[Stored data entries]
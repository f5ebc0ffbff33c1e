use chrono::NaiveDate;
use serde::{Deserialize, Serialize};
use tabled::Tabled;

#[derive(Debug, Clone, Serialize, Deserialize)]
pub struct Token {
    pub access_token: String,
    pub refresh_token: String,
    pub scope: String,
    pub expires_in: u64,
    pub obtained_at: u64,
}

/// One entry of the curated artist roster. Only `spotify_id` is needed to
/// query the catalog; `handle` and `name` travel along for reporting.
#[derive(Debug, Clone, Serialize, Deserialize)]
pub struct ArtistRef {
    pub spotify_id: Option<String>,
    pub name: String,
    #[serde(default)]
    pub handle: Option<String>,
    #[serde(default)]
    pub ai_usage: Option<String>,
}

impl ArtistRef {
    pub fn is_heavy_ai(&self) -> bool {
        self.ai_usage.as_deref() == Some("heavy")
    }
}

#[derive(Debug, Clone, Serialize, Deserialize)]
pub struct AlbumResponse {
    pub items: Vec<Album>,
}

#[derive(Debug, Clone, Serialize, Deserialize)]
pub struct Album {
    pub id: String,
    pub name: String,
    pub release_date: String,
    pub release_date_precision: String,
    pub album_type: String,
    pub artists: Vec<AlbumArtist>,
}

#[derive(Debug, Clone, Serialize, Deserialize)]
pub struct AlbumArtist {
    pub id: String,
    pub name: String,
}

#[derive(Debug, Clone, Serialize, Deserialize)]
pub struct AlbumTracksResponse {
    pub items: Vec<ReleaseTrack>,
}

/// Track item as returned inside an album listing. Spotify occasionally
/// reports relinked or unavailable tracks with a null id.
#[derive(Debug, Clone, Serialize, Deserialize)]
pub struct ReleaseTrack {
    pub id: Option<String>,
    pub name: String,
}

/// The canonical unit flowing through the collection pipeline.
///
/// Identity for deduplication purposes is the `title`, not the `id`:
/// distinct provider ids can represent the same song across re-releases.
/// `release_date` is always a fully resolved calendar date and `id` is
/// non-empty when constructed from a provider response.
#[derive(Debug, Clone, PartialEq, Eq)]
pub struct TrackRecord {
    pub id: String,
    pub title: String,
    pub release_date: NaiveDate,
    pub artist_handle: Option<String>,
    pub artist_name: Option<String>,
}

#[derive(Debug, Clone, Serialize, Deserialize)]
pub struct PlaylistTracksResponse {
    pub items: Vec<PlaylistItem>,
    pub next: Option<String>,
}

#[derive(Debug, Clone, Serialize, Deserialize)]
pub struct PlaylistItem {
    pub track: Option<PlaylistTrack>,
}

#[derive(Debug, Clone, Serialize, Deserialize)]
pub struct PlaylistTrack {
    pub id: Option<String>,
}

#[derive(Debug, Clone, Serialize, Deserialize)]
pub struct AddPlaylistItemsRequest {
    pub uris: Vec<String>,
    pub position: u32,
}

#[derive(Debug, Clone, Serialize, Deserialize)]
pub struct RemovePlaylistItemsRequest {
    pub tracks: Vec<PlaylistItemUri>,
}

#[derive(Debug, Clone, Serialize, Deserialize)]
pub struct PlaylistItemUri {
    pub uri: String,
}

#[derive(Debug, Clone, Serialize, Deserialize)]
pub struct SnapshotResponse {
    pub snapshot_id: String,
}

#[derive(Debug, Clone, Serialize, Deserialize)]
pub struct TrackDetail {
    pub id: String,
    pub name: String,
    pub duration_ms: u64,
}

#[derive(Tabled)]
pub struct TrackTableRow {
    pub date: String,
    pub title: String,
    pub artist: String,
}

#[derive(Tabled)]
pub struct RosterTableRow {
    pub name: String,
    pub handle: String,
    pub status: String,
}
pub mod catalog;
pub mod common;
pub mod domain;
pub mod export;
pub mod layout;
pub mod reconcile;
pub mod storage;

#[cfg(feature = "db")]
pub mod database;

pub use domain::*;

// Re-export database manager when db feature is enabled
#[cfg(feature = "db")]
pub use database::DatabaseManager;
use crate::common::error::Result;
use crate::domain::{Batch, SampleCall};
use async_trait::async_trait;

/// Read-side contract the viewer pages are built on.
///
/// Implementations surface failures as typed errors and the viewer
/// propagates them unchanged; no retries happen at this layer.
#[async_trait]
pub trait Storage: Send + Sync {
    /// Total samples in a batch. Drives grid sizing only, independent of
    /// how many samples returned a genotype.
    async fn sample_count(&self, batch_id: i64) -> Result<i64>;

    /// Observed genotypes joined with any manual corrections for one
    /// catalog locus, ordered by ascending sample id.
    async fn locus_calls(&self, batch_id: i64, catalog_id: i64) -> Result<Vec<SampleCall>>;

    /// Catalog loci recorded for a batch; feeds the export receipt's
    /// estimate.
    async fn locus_count(&self, batch_id: i64) -> Result<i64>;

    /// Known batches, oldest first.
    async fn batches(&self) -> Result<Vec<Batch>>;
}
use anyhow::Result;
use radmap_core::domain::{Batch, Sample};
use radmap_core::layout::GridLayout;
use radmap_core::reconcile::{reconcile_calls, GenotypeView};
use radmap_core::storage::{InMemoryStorage, Storage};

fn seeded_storage() -> InMemoryStorage {
    let storage = InMemoryStorage::new();
    storage.add_batch(Batch {
        id: 1,
        date: None,
        description: "test cross".to_string(),
    });

    for id in 1..=12 {
        storage.add_sample(Sample {
            id,
            batch_id: 1,
            file: format!("progeny_{id:02}"),
        });
    }

    // Locus 42: eleven of twelve samples returned a call, one corrected.
    for id in 1..=11 {
        let genotype = if id % 2 == 0 { "lm" } else { "ll" };
        storage.add_genotype(1, 42, id, genotype);
    }
    storage.add_correction(1, 42, 4, "ll");

    storage
}

#[tokio::test]
async fn locus_view_reconciles_and_lays_out() -> Result<()> {
    let storage = seeded_storage();

    let calls = storage.locus_calls(1, 42).await?;
    assert_eq!(calls.len(), 11);
    let ids: Vec<i64> = calls.iter().map(|c| c.sample_id).collect();
    let mut sorted = ids.clone();
    sorted.sort_unstable();
    assert_eq!(ids, sorted, "calls must arrive ordered by sample id");

    let rows = match reconcile_calls(&calls) {
        GenotypeView::Rows(rows) => rows,
        GenotypeView::NoGenotypes => panic!("expected rows"),
    };
    assert!(rows[3].corrected);
    assert_eq!(rows[3].genotype, "ll");
    assert!(rows.iter().filter(|r| r.corrected).count() == 1);

    // Grid rows size from the batch's sample total, not the call count.
    let layout = GridLayout::default();
    let sample_count = storage.sample_count(1).await? as usize;
    assert_eq!(layout.row_count(sample_count), 2);

    let grid = layout.arrange(rows);
    assert_eq!(grid.len(), 2);
    assert_eq!(grid[1].iter().filter(|c| c.is_none()).count(), 9);
    Ok(())
}

#[tokio::test]
async fn locus_without_genotypes_signals_the_empty_state() -> Result<()> {
    let storage = seeded_storage();
    let calls = storage.locus_calls(1, 999).await?;
    assert_eq!(reconcile_calls(&calls), GenotypeView::NoGenotypes);
    Ok(())
}

#[tokio::test]
async fn locus_count_feeds_the_export_estimate() -> Result<()> {
    let storage = seeded_storage();
    storage.add_genotype(1, 43, 1, "nn");
    assert_eq!(storage.locus_count(1).await?, 2);
    assert_eq!(storage.locus_count(2).await?, 0);
    Ok(())
}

(THE TASK):
The answer must be a word-for-word restatement of the records.

(RESULT):
repository f5ebc0ffbff33c1e
use chrono::NaiveDate;
use serde::{Deserialize, Serialize};
use tabled::Tabled;

#[derive(Debug, Clone, Serialize, Deserialize)]
pub struct Token {
    pub access_token: String,
    pub refresh_token: String,
    pub scope: String,
    pub expires_in: u64,
    pub obtained_at: u64,
}

/// One entry of the curated artist roster. Only `spotify_id` is needed to
/// query the catalog; `handle` and `name` travel along for reporting.
#[derive(Debug, Clone, Serialize, Deserialize)]
pub struct ArtistRef {
    pub spotify_id: Option<String>,
    pub name: String,
    #[serde(default)]
    pub handle: Option<String>,
    #[serde(default)]
    pub ai_usage: Option<String>,
}

impl ArtistRef {
    pub fn is_heavy_ai(&self) -> bool {
        self.ai_usage.as_deref() == Some("heavy")
    }
}

#[derive(Debug, Clone, Serialize, Deserialize)]
pub struct AlbumResponse {
    pub items: Vec<Album>,
}

#[derive(Debug, Clone, Serialize, Deserialize)]
pub struct Album {
    pub id: String,
    pub name: String,
    pub release_date: String,
    pub release_date_precision: String,
    pub album_type: String,
    pub artists: Vec<AlbumArtist>,
}

#[derive(Debug, Clone, Serialize, Deserialize)]
pub struct AlbumArtist {
    pub id: String,
    pub name: String,
}

#[derive(Debug, Clone, Serialize, Deserialize)]
pub struct AlbumTracksResponse {
    pub items: Vec<ReleaseTrack>,
}

/// Track item as returned inside an album listing. Spotify occasionally
/// reports relinked or unavailable tracks with a null id.
#[derive(Debug, Clone, Serialize, Deserialize)]
pub struct ReleaseTrack {
    pub id: Option<String>,
    pub name: String,
}

/// The canonical unit flowing through the collection pipeline.
///
/// Identity for deduplication purposes is the `title`, not the `id`:
/// distinct provider ids can represent the same song across re-releases.
/// `release_date` is always a fully resolved calendar date and `id` is
/// non-empty when constructed from a provider response.
#[derive(Debug, Clone, PartialEq, Eq)]
pub struct TrackRecord {
    pub id: String,
    pub title: String,
    pub release_date: NaiveDate,
    pub artist_handle: Option<String>,
    pub artist_name: Option<String>,
}

#[derive(Debug, Clone, Serialize, Deserialize)]
pub struct PlaylistTracksResponse {
    pub items: Vec<PlaylistItem>,
    pub next: Option<String>,
}

#[derive(Debug, Clone, Serialize, Deserialize)]
pub struct PlaylistItem {
    pub track: Option<PlaylistTrack>,
}

#[derive(Debug, Clone, Serialize, Deserialize)]
pub struct PlaylistTrack {
    pub id: Option<String>,
}

#[derive(Debug, Clone, Serialize, Deserialize)]
pub struct AddPlaylistItemsRequest {
    pub uris: Vec<String>,
    pub position: u32,
}

#[derive(Debug, Clone, Serialize, Deserialize)]
pub struct RemovePlaylistItemsRequest {
    pub tracks: Vec<PlaylistItemUri>,
}

#[derive(Debug, Clone, Serialize, Deserialize)]
pub struct PlaylistItemUri {
    pub uri: String,
}

#[derive(Debug, Clone, Serialize, Deserialize)]
pub struct SnapshotResponse {
    pub snapshot_id: String,
}

#[derive(Debug, Clone, Serialize, Deserialize)]
pub struct TrackDetail {
    pub id: String,
    pub name: String,
    pub duration_ms: u64,
}

#[derive(Tabled)]
pub struct TrackTableRow {
    pub date: String,
    pub title: String,
    pub artist: String,
}

#[derive(Tabled)]
pub struct RosterTableRow {
    pub name: String,
    pub handle: String,
    pub status: String,
}
pub mod catalog;
pub mod common;
pub mod domain;
pub mod export;
pub mod layout;
pub mod reconcile;
pub mod storage;

#[cfg(feature = "db")]
pub mod database;

pub use domain::*;

// Re-export database manager when db feature is enabled
#[cfg(feature = "db")]
pub use database::DatabaseManager;
use crate::common::error::Result;
use crate::domain::{Batch, SampleCall};
use async_trait::async_trait;

/// Read-side contract the viewer pages are built on.
///
/// Implementations surface failures as typed errors and the viewer
/// propagates them unchanged; no retries happen at this layer.
#[async_trait]
pub trait Storage: Send + Sync {
    /// Total samples in a batch. Drives grid sizing only, independent of
    /// how many samples returned a genotype.
    async fn sample_count(&self, batch_id: i64) -> Result<i64>;

    /// Observed genotypes joined with any manual corrections for one
    /// catalog locus, ordered by ascending sample id.
    async fn locus_calls(&self, batch_id: i64, catalog_id: i64) -> Result<Vec<SampleCall>>;

    /// Catalog loci recorded for a batch; feeds the export receipt's
    /// estimate.
    async fn locus_count(&self, batch_id: i64) -> Result<i64>;

    /// Known batches, oldest first.
    async fn batches(&self) -> Result<Vec<Batch>>;
}
use anyhow::Result;
use radmap_core::domain::{Batch, Sample};
use radmap_core::layout::GridLayout;
use radmap_core::reconcile::{reconcile_calls, GenotypeView};
use radmap_core::storage::{InMemoryStorage, Storage};

fn seeded_storage() -> InMemoryStorage {
    let storage = InMemoryStorage::new();
    storage.add_batch(Batch {
        id: 1,
        date: None,
        description: "test cross".to_string(),
    });

    for id in 1..=12 {
        storage.add_sample(Sample {
            id,
            batch_id: 1,
            file: format!("progeny_{id:02}"),
        });
    }

    // Locus 42: eleven of twelve samples returned a call, one corrected.
    for id in 1..=11 {
        let genotype = if id % 2 == 0 { "lm" } else { "ll" };
        storage.add_genotype(1, 42, id, genotype);
    }
    storage.add_correction(1, 42, 4, "ll");

    storage
}

#[tokio::test]
async fn locus_view_reconciles_and_lays_out() -> Result<()> {
    let storage = seeded_storage();

    let calls = storage.locus_calls(1, 42).await?;
    assert_eq!(calls.len(), 11);
    let ids: Vec<i64> = calls.iter().map(|c| c.sample_id).collect();
    let mut sorted = ids.clone();
    sorted.sort_unstable();
    assert_eq!(ids, sorted, "calls must arrive ordered by sample id");

    let rows = match reconcile_calls(&calls) {
        GenotypeView::Rows(rows) => rows,
        GenotypeView::NoGenotypes => panic!("expected rows"),
    };
    assert!(rows[3].corrected);
    assert_eq!(rows[3].genotype, "ll");
    assert!(rows.iter().filter(|r| r.corrected).count() == 1);

    // Grid rows size from the batch's sample total, not the call count.
    let layout = GridLayout::default();
    let sample_count = storage.sample_count(1).await? as usize;
    assert_eq!(layout.row_count(sample_count), 2);

    let grid = layout.arrange(rows);
    assert_eq!(grid.len(), 2);
    assert_eq!(grid[1].iter().filter(|c| c.is_none()).count(), 9);
    Ok(())
}

#[tokio::test]
async fn locus_without_genotypes_signals_the_empty_state() -> Result<()> {
    let storage = seeded_storage();
    let calls = storage.locus_calls(1, 999).await?;
    assert_eq!(reconcile_calls(&calls), GenotypeView::NoGenotypes);
    Ok(())
}

#[tokio::test]
async fn locus_count_feeds_the_export_estimate() -> Result<()> {
    let storage = seeded_storage();
    storage.add_genotype(1, 43, 1, "nn");
    assert_eq!(storage.locus_count(1).await?, 2);
    assert_eq!(storage.locus_count(2).await?, 0);
    Ok(())
}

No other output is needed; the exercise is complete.